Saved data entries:

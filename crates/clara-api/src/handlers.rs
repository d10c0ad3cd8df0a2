//! HTTP API handlers

use std::time::Duration;

use axum::{
    extract::{rejection::JsonRejection, Query, State},
    Json,
};
use serde::{Deserialize, Serialize};
use tracing::{debug, info};

use clara_core::{
    is_valid_voice_id, BackendKind, ConversationRecord, ImportantMemory, Preference, SearchHit,
    SystemStatus, Topic, UsageEstimate, VoiceInput, VoiceList, VoiceOutcome,
};

use crate::error::{ApiError, Result};
use crate::server::AppState;

// ============================================================================
// Request/Response types
// ============================================================================

#[derive(Debug, Deserialize)]
pub struct ChatRequest {
    pub message: Option<String>,
    #[serde(default)]
    pub use_claude: bool,
    #[serde(default)]
    pub use_gemini: bool,
}

#[derive(Debug, Serialize)]
pub struct ChatResponse {
    pub status: &'static str,
    pub response: String,
    pub backend: BackendKind,
    pub model: String,
}

#[derive(Debug, Deserialize)]
pub struct VoiceRequest {
    /// Uploaded audio; the server microphone is used when absent
    pub audio_base64: Option<String>,
    pub filename: Option<String>,
    #[serde(default = "default_true")]
    pub speak: bool,
    /// Listening timeout in seconds, `1..=MAX_LISTEN_TIMEOUT`
    #[serde(default = "default_listen_timeout")]
    pub timeout: u64,
}

impl Default for VoiceRequest {
    fn default() -> Self {
        Self {
            audio_base64: None,
            filename: None,
            speak: true,
            timeout: default_listen_timeout(),
        }
    }
}

fn default_true() -> bool {
    true
}

fn default_listen_timeout() -> u64 {
    10
}

/// Longest microphone capture a request may ask for, in seconds
pub const MAX_LISTEN_TIMEOUT: u64 = 60;

#[derive(Debug, Deserialize)]
pub struct SpeakRequest {
    pub text: Option<String>,
}

#[derive(Debug, Deserialize)]
pub struct LimitQuery {
    #[serde(default = "default_recent_limit")]
    pub limit: usize,
}

fn default_recent_limit() -> usize {
    10
}

#[derive(Debug, Deserialize)]
pub struct SearchQuery {
    #[serde(default)]
    pub query: String,
    #[serde(default = "default_search_limit")]
    pub limit: usize,
}

fn default_search_limit() -> usize {
    5
}

#[derive(Debug, Deserialize)]
pub struct MarkImportantRequest {
    pub conversation_id: i64,
    #[serde(default = "default_importance")]
    pub importance: f64,
    pub note: Option<String>,
}

fn default_importance() -> f64 {
    1.0
}

#[derive(Debug, Deserialize)]
pub struct LinkTopicRequest {
    pub conversation_id: i64,
    pub name: String,
    pub description: Option<String>,
}

#[derive(Debug, Deserialize)]
pub struct SwitchModelRequest {
    pub model: Option<String>,
}

#[derive(Debug, Deserialize)]
pub struct EstimateQuery {
    #[serde(default)]
    pub message: String,
    #[serde(default = "default_estimate_backend")]
    pub backend: String,
}

fn default_estimate_backend() -> String {
    "claude".to_string()
}

#[derive(Debug, Deserialize)]
pub struct SetVoiceRequest {
    pub voice_id: String,
}

/// `{status, message}` acknowledgement
#[derive(Debug, Serialize)]
pub struct StatusMessage {
    pub status: &'static str,
    pub message: String,
}

impl StatusMessage {
    fn success(message: impl Into<String>) -> Json<Self> {
        Json(Self {
            status: "success",
            message: message.into(),
        })
    }
}

fn bad_json(rejection: JsonRejection) -> ApiError {
    ApiError::BadRequest(rejection.body_text())
}

// ============================================================================
// Handler functions
// ============================================================================

/// Health check endpoint
pub async fn health() -> &'static str {
    "OK"
}

/// Chat with Clara
pub async fn chat(
    State(state): State<AppState>,
    payload: std::result::Result<Json<ChatRequest>, JsonRejection>,
) -> Result<Json<ChatResponse>> {
    let Json(req) = payload.map_err(bad_json)?;
    debug!("Chat request: {:?}", req);

    let message = req
        .message
        .filter(|m| !m.is_empty())
        .ok_or_else(|| ApiError::BadRequest("No message provided".to_string()))?;

    let orchestrator = &state.orchestrator;
    let outcome = if req.use_claude {
        orchestrator.chat(&message, Preference::Claude).await?
    } else if req.use_gemini {
        orchestrator.chat(&message, Preference::Gemini).await?
    } else {
        orchestrator.smart_routing(&message).await?
    };

    info!("Chat response from {} ({})", outcome.backend, outcome.model);

    Ok(Json(ChatResponse {
        status: "success",
        response: outcome.response,
        backend: outcome.backend,
        model: outcome.model,
    }))
}

/// Voice round trip: uploaded audio or the server microphone
pub async fn voice(
    State(state): State<AppState>,
    payload: std::result::Result<Json<VoiceRequest>, JsonRejection>,
) -> Result<Json<serde_json::Value>> {
    let req = match payload {
        Ok(Json(req)) => req,
        Err(JsonRejection::MissingJsonContentType(_)) => VoiceRequest::default(),
        Err(rejection) => return Err(bad_json(rejection)),
    };

    let input = match req.audio_base64 {
        Some(encoded) => VoiceInput::Audio {
            bytes: clara_voice::decode_base64_audio(&encoded)
                .map_err(|e| ApiError::BadRequest(e.to_string()))?,
            filename: req.filename.unwrap_or_else(|| "audio.webm".to_string()),
        },
        None => {
            if !(1..=MAX_LISTEN_TIMEOUT).contains(&req.timeout) {
                return Err(ApiError::BadRequest(format!(
                    "Timeout must be between 1 and {} seconds",
                    MAX_LISTEN_TIMEOUT
                )));
            }
            VoiceInput::Microphone {
                timeout: Duration::from_secs(req.timeout),
            }
        }
    };

    let body = match state.orchestrator.voice_chat(input, req.speak).await? {
        VoiceOutcome::NoSpeech => serde_json::json!({
            "status": "error",
            "message": "No speech detected",
        }),
        VoiceOutcome::Replied {
            input,
            outcome,
            voice_output,
        } => serde_json::json!({
            "status": "success",
            "input": input,
            "response": outcome.response,
            "backend": outcome.backend,
            "model": outcome.model,
            "voice_output": voice_output,
        }),
    };

    Ok(Json(body))
}

/// Text-to-speech only
pub async fn speak(
    State(state): State<AppState>,
    payload: std::result::Result<Json<SpeakRequest>, JsonRejection>,
) -> Result<Json<serde_json::Value>> {
    let Json(req) = payload.map_err(bad_json)?;
    let text = req
        .text
        .filter(|t| !t.is_empty())
        .ok_or_else(|| ApiError::BadRequest("No text provided".to_string()))?;

    let spoken = state.orchestrator.speak(&text).await;
    Ok(Json(serde_json::json!({
        "status": if spoken { "success" } else { "error" },
        "spoken": spoken,
    })))
}

/// Recent conversations, oldest first
pub async fn recent_memories(
    State(state): State<AppState>,
    Query(query): Query<LimitQuery>,
) -> Result<Json<Vec<ConversationRecord>>> {
    let conversations = state.orchestrator.memory().get_recent_conversations(query.limit)?;
    Ok(Json(conversations))
}

pub async fn important_memories(State(state): State<AppState>) -> Result<Json<Vec<ImportantMemory>>> {
    Ok(Json(state.orchestrator.memory().get_important_memories()?))
}

/// Manually flag a conversation as important
pub async fn mark_important(
    State(state): State<AppState>,
    payload: std::result::Result<Json<MarkImportantRequest>, JsonRejection>,
) -> Result<Json<StatusMessage>> {
    let Json(req) = payload.map_err(bad_json)?;
    if !(0.0..=1.0).contains(&req.importance) {
        return Err(ApiError::BadRequest("Importance must be between 0.0 and 1.0".to_string()));
    }

    state
        .orchestrator
        .memory()
        .mark_important(req.conversation_id, req.importance, req.note.as_deref())?;

    Ok(StatusMessage::success(format!(
        "Conversation {} marked important",
        req.conversation_id
    )))
}

pub async fn search_memories(
    State(state): State<AppState>,
    Query(query): Query<SearchQuery>,
) -> Result<Json<Vec<SearchHit>>> {
    if query.query.is_empty() {
        return Ok(Json(Vec::new()));
    }
    let hits = state.orchestrator.memory().search_memories(&query.query, query.limit)?;
    Ok(Json(hits))
}

pub async fn topics(State(state): State<AppState>) -> Result<Json<Vec<Topic>>> {
    Ok(Json(state.orchestrator.memory().list_topics()?))
}

/// File a conversation under a topic
pub async fn link_topic(
    State(state): State<AppState>,
    payload: std::result::Result<Json<LinkTopicRequest>, JsonRejection>,
) -> Result<Json<serde_json::Value>> {
    let Json(req) = payload.map_err(bad_json)?;
    if req.name.trim().is_empty() {
        return Err(ApiError::BadRequest("No topic name provided".to_string()));
    }

    let topic_id = state.orchestrator.memory().link_topic(
        req.conversation_id,
        &req.name,
        req.description.as_deref(),
    )?;

    Ok(Json(serde_json::json!({
        "status": "success",
        "topic_id": topic_id,
    })))
}

/// System status
pub async fn status(State(state): State<AppState>) -> Result<Json<SystemStatus>> {
    Ok(Json(state.orchestrator.status().await?))
}

/// Switch the local model
pub async fn switch_model(
    State(state): State<AppState>,
    payload: std::result::Result<Json<SwitchModelRequest>, JsonRejection>,
) -> Result<Json<StatusMessage>> {
    let Json(req) = payload.map_err(bad_json)?;
    let model = req.model.unwrap_or_default();

    state.orchestrator.switch_model(&model).await?;
    Ok(StatusMessage::success(format!("Switched to {}", model)))
}

/// Installed local models
pub async fn list_models(State(state): State<AppState>) -> Json<serde_json::Value> {
    let models = state.orchestrator.list_models().await;
    Json(serde_json::json!({ "models": models }))
}

/// Token and cost estimate for a message
pub async fn estimate(
    State(state): State<AppState>,
    Query(query): Query<EstimateQuery>,
) -> Result<Json<UsageEstimate>> {
    let backend: BackendKind = query.backend.parse().map_err(ApiError::BadRequest)?;
    Ok(Json(state.orchestrator.usage_estimate(&query.message, backend).await))
}

pub async fn list_voices(State(state): State<AppState>) -> Json<VoiceList> {
    Json(state.orchestrator.voice().voices().await)
}

pub async fn set_voice(
    State(state): State<AppState>,
    payload: std::result::Result<Json<SetVoiceRequest>, JsonRejection>,
) -> Result<Json<StatusMessage>> {
    let Json(req) = payload.map_err(bad_json)?;
    if req.voice_id.is_empty() {
        return Err(ApiError::BadRequest("No voice_id provided".to_string()));
    }
    if !is_valid_voice_id(&req.voice_id) {
        return Err(ApiError::BadRequest(format!("Invalid voice_id: {}", req.voice_id)));
    }

    state.orchestrator.voice().set_voice(&req.voice_id).await;
    Ok(StatusMessage::success(format!("Voice changed to {}", req.voice_id)))
}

Work item - Count every line in the records that holds "local" and give that count by itself.

Result of the exercise - 2